Source records:
//! Keyword-matching router over the static gazetteer.

use tracing::{debug, info};

use super::gazetteer::Gazetteer;
use super::traits::{AgentKind, MatchedBy, RouteContext, RouteMatch, Router};

/// Routes queries by gazetteer keyword match with context fallback.
///
/// Precedence: caller override, then keyword match, then conversation
/// context (previous agent, user province), then the global default. The
/// router holds no state of its own; the gazetteer is a shared immutable
/// table.
#[derive(Debug, Clone, Copy, Default)]
pub struct KeywordRouter;

impl KeywordRouter {
    pub fn new() -> Self {
        Self
    }
}

impl Router for KeywordRouter {
    fn resolve(
        &self,
        query: &str,
        context: Option<&RouteContext>,
        force: Option<AgentKind>,
    ) -> RouteMatch {
        if let Some(agent) = force {
            info!("forced agent selection: {agent}");
            return RouteMatch {
                agent,
                matched_by: MatchedBy::Forced,
            };
        }

        let query_lower = query.to_lowercase();
        if let Some((category, keyword)) = Gazetteer::shared().find_match(&query_lower) {
            debug!("ontario query detected - category: {category}, keyword: {keyword}");
            return RouteMatch {
                agent: AgentKind::Ontario,
                matched_by: MatchedBy::Keyword,
            };
        }

        if let Some(context) = context {
            if context.previous_agent == Some(AgentKind::Ontario) {
                debug!("ontario query detected - previous agent was ontario");
                return RouteMatch {
                    agent: AgentKind::Ontario,
                    matched_by: MatchedBy::PreviousAgent,
                };
            }

            if context.user_location_province.as_deref() == Some("Ontario") {
                debug!("ontario query detected - user location is Ontario");
                return RouteMatch {
                    agent: AgentKind::Ontario,
                    matched_by: MatchedBy::UserLocation,
                };
            }
        }

        RouteMatch {
            agent: AgentKind::Global,
            matched_by: MatchedBy::Default,
        }
    }

    fn name(&self) -> &str {
        "keyword"
    }
}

*What you will do*
Each line of the records with the word "impl" in it is to be copied.

*Exercise response*
impl KeywordRouter {
impl Router for KeywordRouter {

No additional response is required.